So … this precipitous drop got me interested in the market again. I’m still 100% cash, so I’ve only been monitoring in terms of what the economy is doing. But, I’m pretty confident in this post, so I may just start trading the general market next week. I’ll let you know if I get in, and what happens.
First, let me start with a picture, then I’ll explain it.
This is a weekly picture of the Dow, annotated with Elliot Wave mark-ups. As a refresher, since I haven’t posted in so long, Elliot Waves generally travel Up in 5 waves and Down in 3 waves, with Up being represented by numbers (12345), and Down represented by letters (ABC). The basic theory behind this is that the entire Universe is ruled by these types of efficient fractal type ratios, so there’s no reason why our own societal behavior shouldn’t follow the same rules. It’s far more complex than this, but I won’t go into that here, as I’ve posted plenty of links to books on the subject in the past.
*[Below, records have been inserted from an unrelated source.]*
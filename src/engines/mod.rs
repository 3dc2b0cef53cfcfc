pub mod sqlite;
pub use sqlite::SqliteVectorStore;
//! # memvec
//!
//! Semantic search over a markdown memory tree, built in Rust with local
//! vector embeddings and SQLite storage.
//!
//! ## Features
//!
//! - Line-based chunking of memory files into bounded segments
//! - Tag extraction from `---` front matter
//! - Local embeddings with the all-MiniLM-L6-v2 model (FastEmbed)
//! - A persistent SQLite vector collection with nearest-neighbour queries
//! - Per-file ranked search results
//! - Both library and CLI interfaces
//!
//! ## Quick Start
//!
//! ```rust,no_run
//! use memvec::{LocalEmbedder, MemoryDirs, MemoryIndexer, MemorySearcher, SqliteVectorStore};
//!
//! # fn main() -> anyhow::Result<()> {
//! let dirs = MemoryDirs::with_memory_root("/home/agent/memory");
//!
//! // The model and the store are built once and shared
//! let embedder = LocalEmbedder::new_with_default_model()?;
//! let store = SqliteVectorStore::open(&dirs.store_path())?;
//!
//! // Reindex the whole memory tree
//! let report = MemoryIndexer::new(&embedder, &store).index_all(&dirs.memory_root())?;
//! println!("{} files, {} chunks", report.files_processed, report.total_chunks);
//!
//! // Search
//! for file in MemorySearcher::new(&embedder, &store).search("rust ownership", Some(5))? {
//!     println!("{} ({:.4})", file.source, file.min_distance);
//! }
//! # Ok(())
//! # }
//! ```

pub mod traits;
pub use traits::{Embedder, QueryHit, SegmentMetadata, SegmentRecord, VectorStore};

pub mod config;
pub use config::MemoryDirs;

pub mod error;
pub use error::StoreError;

pub mod chunking;
pub mod frontmatter;

pub mod embed;
pub use embed::LocalEmbedder;

pub mod engines;
pub use engines::SqliteVectorStore;

pub mod indexer;
pub use indexer::{IndexReport, MemoryIndexer};

pub mod search;
pub use search::{FileMatch, MemorySearcher};

pub mod status;
pub use status::{StatusReport, collect_status};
On to the chart: First, don’t panic. I really don’t think we’re going to go into a deflationary spiral depression. I’ve also looked at the Nasdaq and the S&P, and they all seem to be showing that we entered what is a Wave 4 of a rather short-term sideways correction, not a huge downward Wave e of the very large abc correctional pattern that we began in 2000. In light blue on the chart, I’ve shown where I expect the market to go, short and long term. Short term, I expect the market to drop precipitously to around 15225 (Green Arrow), with maybe a relief rally on Monday or early next week, rather then the initial 14,400 I posted yesterday (which was a very quick back-of-napkin estimate). From there, we’ll likely go sideways along something like the pattern I’m showing through Mid 2017. From there, we’ll be off to the races through 2022/3 to around Dow 22,000.
Why do I think this? Because these patterns show up time and time and time again at different levels of Degree. If you stare at charts long enough, like I have, you begin to recognize the beginning of each of these different types of patterns. What we’re living through longer term, right now, looks like a 13 year bullish wave beginning with the ’09 bottom. Shorter term, it looks like we’re beginning a pattern called an “Expanding Flat” for Wave 4 which will end when it hits the bottom channel, labeled with the number 4.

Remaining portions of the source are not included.